The process is now under way and the aim is to develop an actual drug.

Claus Juul Løland has recently received funding from the Lundbeck Foundation in the form of an Ascending Investigators research grant worth DKK 5 million. If everything turns out as the Danish-American research group hopes, the drug should be on the market within the foreseeable future:

‘This drug will probably not eliminate the craving for cocaine on its own. But it will have an effect like antabuse, a common anti-alcohol drug, and will give the addict the chance to feel what it’s like to be drug-free – because they won’t experience the high they get from taking cocaine. The drug will be a motivating factor and provide an element of support as part of an overall course of treatment to help people kick their cocaine habit.’

(Professor Claus Juul Løland og Specialestuderende Kristine Walløe Salomon)
(Professor Claus Juul Løland and Specialestuderende Kristine Walløe Salomon)

DIFFERENT DRUGS – SAME EFFECT

The drug Professor Løland and his research partners from the National Institute on Drug Abuse are working to develop is a variant of modafinil.

Modafinil is a drug used to treat the neurological disorder narcolepsy, which presents with overwhelming sleep attacks and sudden muscle weakness.

On the face of it, modafinil has nothing to do with treating cocaine addiction. However, there is one highly unusual aspect that makes the researchers believe that the drug could have great potential in this field:

Modafinil and cocaine – which are two independent and, in many ways, quite different chemical substances – have one thing in common: they can throw a spanner in the works of dopamine, which is a neurotransmitter produced in the brain and linked to the brain’s reward system.
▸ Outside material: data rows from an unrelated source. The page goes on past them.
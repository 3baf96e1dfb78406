//! PFD management transactions of the AF API.
//!
//! The API speaks the wire form only. The `*_form` workflows run the schema
//! transformer at the boundary so that callers editing a transaction in the
//! form renderer never see the keyed maps.

use crate::client::{AfClient, Api, Created};
use crate::errors::Result;
use http::Method;
use pfd::{AppUi, AppWire, Document, PfdTransactionUi, PfdTransactionWire, SchemaTransformer};

const TRANSACTION: &str = "pfd transaction";
const APPLICATION: &str = "pfd application";

impl AfClient {
    pub async fn list_transactions(&self) -> Result<Vec<PfdTransactionWire>> {
        let url = self.endpoint(Api::Af, &["pfd", "transactions"])?;
        self.get_list(TRANSACTION, url, None).await
    }

    pub async fn get_transaction(&self, tid: &str) -> Result<PfdTransactionWire> {
        let url = self.endpoint(Api::Af, &["pfd", "transactions", tid])?;
        let body = self.get(TRANSACTION, url).await?.bytes().await?;
        Ok(PfdTransactionWire::from_slice(&body)?)
    }

    /// Creates a transaction. The new transaction ID is the last segment of
    /// the returned `Location`.
    pub async fn create_transaction(&self, transaction: &PfdTransactionWire) -> Result<Created> {
        let url = self.endpoint(Api::Af, &["pfd", "transactions"])?;
        let created = self.create(TRANSACTION, url, transaction).await?;
        tracing::info!(
            tid = ?created.id(),
            applications = transaction.pfd_datas.len(),
            "Created PFD transaction"
        );
        Ok(created)
    }

    /// Replaces a transaction.
    pub async fn update_transaction(&self, tid: &str, transaction: &PfdTransactionWire) -> Result<()> {
        let url = self.endpoint(Api::Af, &["pfd", "transactions", tid])?;
        self.modify(TRANSACTION, Method::PUT, url, transaction).await
    }

    pub async fn delete_transaction(&self, tid: &str) -> Result<()> {
        let url = self.endpoint(Api::Af, &["pfd", "transactions", tid])?;
        self.delete(TRANSACTION, url).await
    }

    pub async fn get_application(&self, tid: &str, app_id: &str) -> Result<AppWire> {
        let url = self.application_url(tid, app_id)?;
        let body = self.get(APPLICATION, url).await?.bytes().await?;
        Ok(AppWire::from_slice(&body)?)
    }

    /// Replaces one application of a transaction.
    pub async fn update_application(&self, tid: &str, app_id: &str, app: &AppWire) -> Result<()> {
        let url = self.application_url(tid, app_id)?;
        self.modify(APPLICATION, Method::PUT, url, app).await
    }

    pub async fn delete_application(&self, tid: &str, app_id: &str) -> Result<()> {
        let url = self.application_url(tid, app_id)?;
        self.delete(APPLICATION, url).await
    }

    /// Fetches a transaction and returns it in the UI form.
    pub async fn fetch_transaction_form(&self, tid: &str) -> Result<PfdTransactionUi> {
        let wire = self.get_transaction(tid).await?;
        Ok(pfd::to_ui_form(&wire))
    }

    /// Validates a UI-form transaction, converts it and submits it.
    ///
    /// Without `tid` the transaction is created and the `Created` outcome is
    /// returned; with `tid` the existing transaction is replaced.
    pub async fn submit_transaction_form(
        &self,
        transformer: &SchemaTransformer,
        tid: Option<&str>,
        form: &PfdTransactionUi,
    ) -> Result<Option<Created>> {
        form.validate()?;
        let wire = transformer.to_wire_form(form)?;

        match tid {
            None => self.create_transaction(&wire).await.map(Some),
            Some(tid) => {
                self.update_transaction(tid, &wire).await?;
                Ok(None)
            }
        }
    }

    /// Fetches one application and returns it in the UI form.
    pub async fn fetch_application_form(&self, tid: &str, app_id: &str) -> Result<AppUi> {
        let wire = self.get_application(tid, app_id).await?;
        Ok(pfd::to_ui_app(&wire))
    }

    /// Validates a UI-form application, converts it and submits it.
    pub async fn submit_application_form(
        &self,
        transformer: &SchemaTransformer,
        tid: &str,
        app_id: &str,
        form: &AppUi,
    ) -> Result<()> {
        form.validate()?;
        let wire = transformer.to_wire_app(form)?;
        if wire.external_app_id != app_id {
            tracing::warn!(
                app_id,
                external_app_id = %wire.external_app_id,
                "Submitting application under a different ID than its externalAppID"
            );
        }
        self.update_application(tid, app_id, &wire).await
    }

    fn application_url(&self, tid: &str, app_id: &str) -> Result<url::Url> {
        self.endpoint(Api::Af, &["pfd", "transactions", tid, "applications", app_id])
    }
}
When the brain sends signals about reward and motivation through its nervous system, dopamine helps ensure that the signal is transmitted between neurons. And one of the key elements of this process is that dopamine is not allowed to lie around in the space between two brain cells: once the neurotransmitter has done its job, it withdraws to the cell that discharged it. It is then released again when it is needed to transmit a new signal.

It is this withdrawal that cocaine inhibits, and the result is an accumulation of dopamine which then releases a huge reward in the form of a brief narcotic episode.
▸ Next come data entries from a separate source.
use crate::config::ApiConfig;
use crate::errors::{ClientError, Result};
use crate::metrics_defs::{API_REQUEST_DURATION, API_REQUESTS};
use http::header::LOCATION;
use http::{Method, StatusCode};
use reqwest::Response;
use serde::de::DeserializeOwned;
use serde::{Deserialize, Serialize};
use serde_json::Value as JsonValue;
use shared::{counter, histogram};
use std::time::{Duration, Instant};
use url::Url;

/// The APIs behind the console, each with its own base URL.
#[derive(Clone, Copy, Debug, PartialEq, Eq)]
pub(crate) enum Api {
    Af,
    Oam,
    Cups,
}

impl Api {
    fn prefix(&self) -> &'static [&'static str] {
        match self {
            Api::Af => &["af", "v1"],
            Api::Oam => &["ngcoam", "v1"],
            Api::Cups => &[],
        }
    }
}

/// Outcome of a create call.
#[derive(Debug, Clone, PartialEq, Serialize, Deserialize)]
pub struct Created {
    /// `Location` header, when the server sends one.
    #[serde(skip_serializing_if = "Option::is_none")]
    pub location: Option<String>,
    /// Response body, when the server sends one.
    #[serde(skip_serializing_if = "Option::is_none")]
    pub body: Option<JsonValue>,
}

impl Created {
    /// ID of the new resource: the last segment of the `Location` header.
    pub fn id(&self) -> Option<&str> {
        self.location
            .as_deref()
            .map(|location| location.trim_end_matches('/'))
            .and_then(|location| location.rsplit('/').next())
            .filter(|id| !id.is_empty())
    }
}

/// Client for the AF, 5G OAM and CUPS REST APIs.
///
/// Resource operations live in the `services`, `subscriptions`, `transactions`
/// and `userplanes` modules.
#[derive(Clone)]
pub struct AfClient {
    http: reqwest::Client,
    config: ApiConfig,
}

impl AfClient {
    pub fn new(config: ApiConfig) -> Result<Self> {
        let http = reqwest::Client::builder()
            .timeout(Duration::from_secs(config.timeout_secs))
            .build()?;

        Ok(AfClient { http, config })
    }

    pub fn config(&self) -> &ApiConfig {
        &self.config
    }

    /// Builds `{base}/{api prefix}/{segments...}`. Segments are
    /// percent-encoded, so IDs may contain any character.
    pub(crate) fn endpoint(&self, api: Api, segments: &[&str]) -> Result<Url> {
        let base = match api {
            Api::Af => &self.config.af_url,
            Api::Oam => &self.config.oam_url,
            Api::Cups => &self.config.cups_url,
        };

        let mut url = base.clone();
        url.path_segments_mut()
            .map_err(|_| ClientError::InvalidBaseUrl(base.to_string()))?
            .pop_if_empty()
            .extend(api.prefix())
            .extend(segments);

        Ok(url)
    }

    /// Sends a request and maps non-success statuses to errors.
    async fn send<B>(
        &self,
        resource: &'static str,
        method: Method,
        url: Url,
        body: Option<&B>,
    ) -> Result<Response>
    where
        B: Serialize + ?Sized,
    {
        tracing::debug!(resource, method = %method, url = %url, "Sending API request");

        let mut request = self.http.request(method.clone(), url.clone());
        if let Some(body) = body {
            request = request.json(body);
        }

        let start = Instant::now();
        let result = request.send().await;

        let status = match &result {
            Ok(response) => response.status().as_u16().to_string(),
            Err(_) => "error".to_string(),
        };
        counter!(API_REQUESTS, "resource" => resource, "method" => method.to_string(), "status" => status)
            .increment(1);
        histogram!(API_REQUEST_DURATION, "resource" => resource, "method" => method.to_string())
            .record(start.elapsed().as_secs_f64());

        let response = result.inspect_err(|e| {
            tracing::warn!(resource, method = %method, url = %url, error = %e, "API request failed");
        })?;

        check_status(resource, response).await
    }

    pub(crate) async fn get(&self, resource: &'static str, url: Url) -> Result<Response> {
        self.send::<()>(resource, Method::GET, url, None).await
    }

    pub(crate) async fn get_json<T: DeserializeOwned>(
        &self,
        resource: &'static str,
        url: Url,
    ) -> Result<T> {
        let body = self.get(resource, url).await?.bytes().await?;
        decode(resource, &body)
    }

    /// Fetches a collection. An empty body is an empty list, and the items
    /// may come either as a bare array or wrapped in an object under
    /// `wrapper_key`.
    pub(crate) async fn get_list<T: DeserializeOwned>(
        &self,
        resource: &'static str,
        url: Url,
        wrapper_key: Option<&str>,
    ) -> Result<Vec<T>> {
        let body = self.get(resource, url).await?.bytes().await?;
        if body.iter().all(u8::is_ascii_whitespace) {
            return Ok(Vec::new());
        }

        let value: JsonValue = decode(resource, &body)?;
        let items = match (value, wrapper_key) {
            (JsonValue::Array(items), _) => JsonValue::Array(items),
            (JsonValue::Null, _) => return Ok(Vec::new()),
            (JsonValue::Object(mut map), Some(key)) if map.contains_key(key) => {
                map.remove(key).unwrap_or(JsonValue::Null)
            }
            (other, _) => {
                return Err(ClientError::Decode {
                    resource,
                    reason: format!("expected a list, got {other}"),
                });
            }
        };

        if items.is_null() {
            return Ok(Vec::new());
        }
        serde_json::from_value(items).map_err(|e| ClientError::Decode {
            resource,
            reason: e.to_string(),
        })
    }

    pub(crate) async fn create<B>(&self, resource: &'static str, url: Url, body: &B) -> Result<Created>
    where
        B: Serialize + ?Sized,
    {
        let response = self.send(resource, Method::POST, url, Some(body)).await?;

        let location = response
            .headers()
            .get(LOCATION)
            .and_then(|value| value.to_str().ok())
            .map(str::to_string);

        let bytes = response.bytes().await?;
        let body = if bytes.iter().all(u8::is_ascii_whitespace) {
            None
        } else {
            Some(decode(resource, &bytes)?)
        };

        Ok(Created { location, body })
    }

    /// PUT or PATCH; the response body, if any, is not interpreted.
    pub(crate) async fn modify<B>(
        &self,
        resource: &'static str,
        method: Method,
        url: Url,
        body: &B,
    ) -> Result<()>
    where
        B: Serialize + ?Sized,
    {
        self.send(resource, method, url, Some(body)).await?;
        Ok(())
    }

    pub(crate) async fn delete(&self, resource: &'static str, url: Url) -> Result<()> {
        self.send::<()>(resource, Method::DELETE, url, None).await?;
        Ok(())
    }
}

pub(crate) fn decode<T: DeserializeOwned>(resource: &'static str, body: &[u8]) -> Result<T> {
    serde_json::from_slice(body).map_err(|e| ClientError::Decode {
        resource,
        reason: e.to_string(),
    })
}

async fn check_status(resource: &'static str, response: Response) -> Result<Response> {
    let status = response.status();
    if status.is_success() {
        return Ok(response);
    }

    let url = response.url().to_string();
    let body = response.text().await.unwrap_or_default();

    tracing::warn!(resource, status = %status, url = %url, "API request rejected");

    match status {
        StatusCode::NOT_FOUND => Err(ClientError::NotFound { resource, url }),
        _ => Err(ClientError::UnexpectedStatus {
            resource,
            status,
            body,
        }),
    }
}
Professor Løland explains that a distinctive feature of modafinil is that, like cocaine, it is able to inhibit withdrawal of dopamine – but without in any way inducing a “high”:

‘When we discovered this back in 2012, we began exploring modafinil’s chemical structure. Based on this, we constructed the drug we now plan to refine further. This is what I’ll be spending my Lundbeck Foundation grant on.’

The studies seek to investigate at atomic level why cocaine and modafinil trigger completely different reactions to euphoria:

‘This is rather remarkable when you think of the many pharmacological features the two drugs have in common. Once we have a better understanding of the underlying causes, it will be easier to tailor the active substance in the drug to treat cocaine addiction – and this is our ultimate goal,’ says Claus Juul Løland.

While the Danish-American research team is refining the active substance, it will be tested in animals. They will then apply for permission to test the drug in clinical trials – on addicts who want to kick their cocaine habit.

 

YOUNGER GENERATION EXPERIMENTS WITH COCAINE
  • Around 4% of all Danes between 16 and 34 have tried cocaine within the past year. (6.8% of men and 1.9% of women. Source: Danish Health Authority, “Denmark, Country Drug Report 2017”.)
  • In 2019, 190 kg of cocaine was seized in Denmark, in 5,447 separate actions. The two largest resulted in seizure of 58 kg of cocaine. (Source: “Drug crime, drug seizures and the drug market”, Danish Health Authority, 2020.)